WORK TASK –
Look below. Copy each line that has "author" in it.

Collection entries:

·····

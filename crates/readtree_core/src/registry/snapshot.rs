//! Snapshot file codec.
//!
//! # Responsibility
//! - Encode a registry as a pretty-printed UTF-8 JSON array.
//! - Decode a snapshot into validated works, separating syntax errors from
//!   schema errors.
//!
//! # Invariants
//! - Non-ASCII text is written verbatim, never as `\u` escapes.
//! - Decoding is all-or-nothing: any bad entry fails the whole snapshot.
//! - Missing or blank ids are regenerated; missing titles are errors.

use super::{RegistryError, RegistryResult};
use crate::model::work::{Work, WorkId};
use log::warn;
use serde::Deserialize;
use serde_json::Value;
use std::collections::HashSet;

/// Raw snapshot entry before invariants are checked.
///
/// Every field is optional here so that a missing `title` surfaces as a
/// schema error with the entry index instead of a generic serde message.
#[derive(Debug, Deserialize)]
struct SnapshotEntry {
    id: Option<String>,
    title: Option<String>,
    author: Option<String>,
    image_url: Option<String>,
    antes: Option<Vec<String>>,
}

/// Serializes works in the given order.
pub fn encode<'a>(works: impl IntoIterator<Item = &'a Work>) -> RegistryResult<String> {
    let works: Vec<&Work> = works.into_iter().collect();
    let mut text = serde_json::to_string_pretty(&works).map_err(RegistryError::Encode)?;
    text.push('\n');
    Ok(text)
}

/// Parses snapshot bytes into works.
///
/// # Errors
/// - `RegistryError::Parse` when `bytes` is not UTF-8 JSON.
/// - `RegistryError::Schema` when the document is not an array of work
///   objects, an entry has a missing/blank title or wrong field types, or
///   titles/ids repeat.
pub fn decode(bytes: &[u8]) -> RegistryResult<Vec<Work>> {
    let document: Value = serde_json::from_slice(bytes).map_err(RegistryError::Parse)?;
    let items = match document {
        Value::Array(items) => items,
        other => {
            return Err(RegistryError::schema(
                None,
                format!("expected an array of works, found {}", value_kind(&other)),
            ));
        }
    };

    let mut works = Vec::with_capacity(items.len());
    let mut seen_titles = HashSet::new();
    let mut seen_ids = HashSet::new();

    for (index, item) in items.into_iter().enumerate() {
        if !item.is_object() {
            return Err(RegistryError::schema(
                Some(index),
                format!("expected an object, found {}", value_kind(&item)),
            ));
        }

        let entry: SnapshotEntry = serde_json::from_value(item)
            .map_err(|err| RegistryError::schema(Some(index), err.to_string()))?;
        let work = entry_into_work(index, entry)?;

        if !seen_titles.insert(work.title.clone()) {
            return Err(RegistryError::schema(
                Some(index),
                format!("duplicate title `{}`", work.title),
            ));
        }
        if !seen_ids.insert(work.id.clone()) {
            return Err(RegistryError::schema(
                Some(index),
                format!("duplicate id `{}`", work.id),
            ));
        }
        works.push(work);
    }

    Ok(works)
}

fn entry_into_work(index: usize, entry: SnapshotEntry) -> RegistryResult<Work> {
    let title = entry
        .title
        .ok_or_else(|| RegistryError::schema(Some(index), "missing required field `title`"))?;

    let id = match entry.id.and_then(WorkId::parse) {
        Some(id) => id,
        None => {
            let id = WorkId::generate();
            warn!(
                "event=snapshot_decode module=registry status=repaired entry={} reason=missing_id new_id={}",
                index, id
            );
            id
        }
    };

    let work = Work {
        id,
        title,
        author: entry.author,
        image_url: entry.image_url,
        prerequisites: entry.antes.unwrap_or_default(),
    };
    work.validate()
        .map_err(|err| RegistryError::schema(Some(index), err.to_string()))?;
    Ok(work)
}

fn value_kind(value: &Value) -> &'static str {
    match value {
        Value::Null => "null",
        Value::Bool(_) => "a boolean",
        Value::Number(_) => "a number",
        Value::String(_) => "a string",
        Value::Array(_) => "an array",
        Value::Object(_) => "an object",
    }
}
//! Presentation-facing projections of the registry.
//!
//! # Responsibility
//! - Hand typed data (cards, edges, options) to an external renderer.
//!
//! # Invariants
//! - Views borrow the registry read-only and own copies of display fields.

pub mod canvas;
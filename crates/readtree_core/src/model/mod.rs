//! Domain model for the reading tree.
//!
//! # Responsibility
//! - Define the canonical work record and the add-work request.
//!
//! # Invariants
//! - Every work carries a stable `WorkId`, but identity inside a registry is
//!   the title.

pub mod work;
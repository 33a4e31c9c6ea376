//! Top-down layering for hierarchical layouts.
//!
//! Works collapse into strongly connected components first, so every member
//! of a cycle lands on the same layer. Components are then placed one layer
//! below their deepest prerequisite component.

use super::derive::WorkGraph;
use petgraph::algo::tarjan_scc;
use petgraph::graphmap::DiGraphMap;
use petgraph::Direction;
use std::collections::HashMap;

/// Groups graph nodes into layers, prerequisites above dependents.
///
/// Layer 0 holds works with no resolved prerequisites outside their own
/// cycle. Titles inside one layer are sorted. Never fails, including for
/// self-references and cycles.
pub fn layers(graph: &WorkGraph) -> Vec<Vec<String>> {
    let mut dag: DiGraphMap<&str, ()> = DiGraphMap::new();
    for node in &graph.nodes {
        dag.add_node(node.as_str());
    }
    for edge in &graph.edges {
        dag.add_edge(edge.from.as_str(), edge.to.as_str(), ());
    }

    // tarjan_scc yields components in reverse topological order.
    let mut components = tarjan_scc(&dag);
    components.reverse();

    let component_of: HashMap<&str, usize> = components
        .iter()
        .enumerate()
        .flat_map(|(index, members)| members.iter().map(move |member| (*member, index)))
        .collect();

    let mut depth = vec![0usize; components.len()];
    for (index, members) in components.iter().enumerate() {
        for member in members {
            for next in dag.neighbors_directed(*member, Direction::Outgoing) {
                let target = component_of[next];
                if target != index {
                    depth[target] = depth[target].max(depth[index] + 1);
                }
            }
        }
    }

    let layer_count = depth.iter().max().map_or(0, |deepest| deepest + 1);
    let mut layers: Vec<Vec<String>> = vec![Vec::new(); layer_count];
    for (index, members) in components.iter().enumerate() {
        layers[depth[index]].extend(members.iter().map(|member| member.to_string()));
    }
    for layer in &mut layers {
        layer.sort_unstable();
    }
    layers
}
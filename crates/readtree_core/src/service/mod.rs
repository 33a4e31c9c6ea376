//! Core use-case services.
//!
//! # Responsibility
//! - Wrap the registry into session-level entry points for UI/CLI callers.
//! - Keep persistence timing (write-through) out of the registry itself.

pub mod reading_service;
//! Work registry and snapshot persistence.
//!
//! # Responsibility
//! - Own every `Work` record of one reading tree.
//! - Load and save the registry as a flat JSON snapshot file.
//!
//! # Invariants
//! - Titles are unique at all times; duplicates are rejected, never merged.
//! - Failed loads never partially populate the registry.
//! - A failed save never changes in-memory state.
//!
//! # See also
//! - crate::model::work

use crate::model::work::WorkValidationError;
use std::error::Error;
use std::fmt::{Display, Formatter};
use std::path::PathBuf;

pub mod snapshot;
pub mod work_registry;

pub type RegistryResult<T> = Result<T, RegistryError>;

/// Errors from registry mutation and snapshot persistence.
///
/// Variants are distinct so callers can tell a duplicate (inline message)
/// from an I/O failure or a corrupt snapshot (offer reset).
#[derive(Debug)]
pub enum RegistryError {
    /// Title is empty or whitespace only.
    InvalidTitle(WorkValidationError),
    /// A work with this exact title already exists.
    DuplicateTitle(String),
    /// Snapshot file could not be read or written.
    Io {
        path: PathBuf,
        source: std::io::Error,
    },
    /// Snapshot content is not valid JSON.
    Parse(serde_json::Error),
    /// Snapshot is valid JSON but does not match the expected shape.
    Schema {
        /// Zero-based index of the offending entry, when one is known.
        entry: Option<usize>,
        message: String,
    },
    /// Registry content could not be serialized.
    Encode(serde_json::Error),
}

impl RegistryError {
    pub(crate) fn schema(entry: Option<usize>, message: impl Into<String>) -> Self {
        Self::Schema {
            entry,
            message: message.into(),
        }
    }
}

impl Display for RegistryError {
    fn fmt(&self, f: &mut Formatter<'_>) -> std::fmt::Result {
        match self {
            Self::InvalidTitle(err) => write!(f, "{err}"),
            Self::DuplicateTitle(title) => write!(f, "a work titled `{title}` already exists"),
            Self::Io { path, source } => {
                write!(f, "snapshot i/o failed for `{}`: {source}", path.display())
            }
            Self::Parse(err) => write!(f, "snapshot is not valid JSON: {err}"),
            Self::Schema {
                entry: Some(index),
                message,
            } => write!(f, "invalid snapshot entry #{index}: {message}"),
            Self::Schema {
                entry: None,
                message,
            } => write!(f, "invalid snapshot: {message}"),
            Self::Encode(err) => write!(f, "failed to encode snapshot: {err}"),
        }
    }
}

impl Error for RegistryError {
    fn source(&self) -> Option<&(dyn Error + 'static)> {
        match self {
            Self::InvalidTitle(err) => Some(err),
            Self::DuplicateTitle(_) => None,
            Self::Io { source, .. } => Some(source),
            Self::Parse(err) => Some(err),
            Self::Schema { .. } => None,
            Self::Encode(err) => Some(err),
        }
    }
}

impl From<WorkValidationError> for RegistryError {
    fn from(value: WorkValidationError) -> Self {
        Self::InvalidTitle(value)
    }
}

·····

TASK RESPONSE –
    author: Option<String>,
        author: entry.author,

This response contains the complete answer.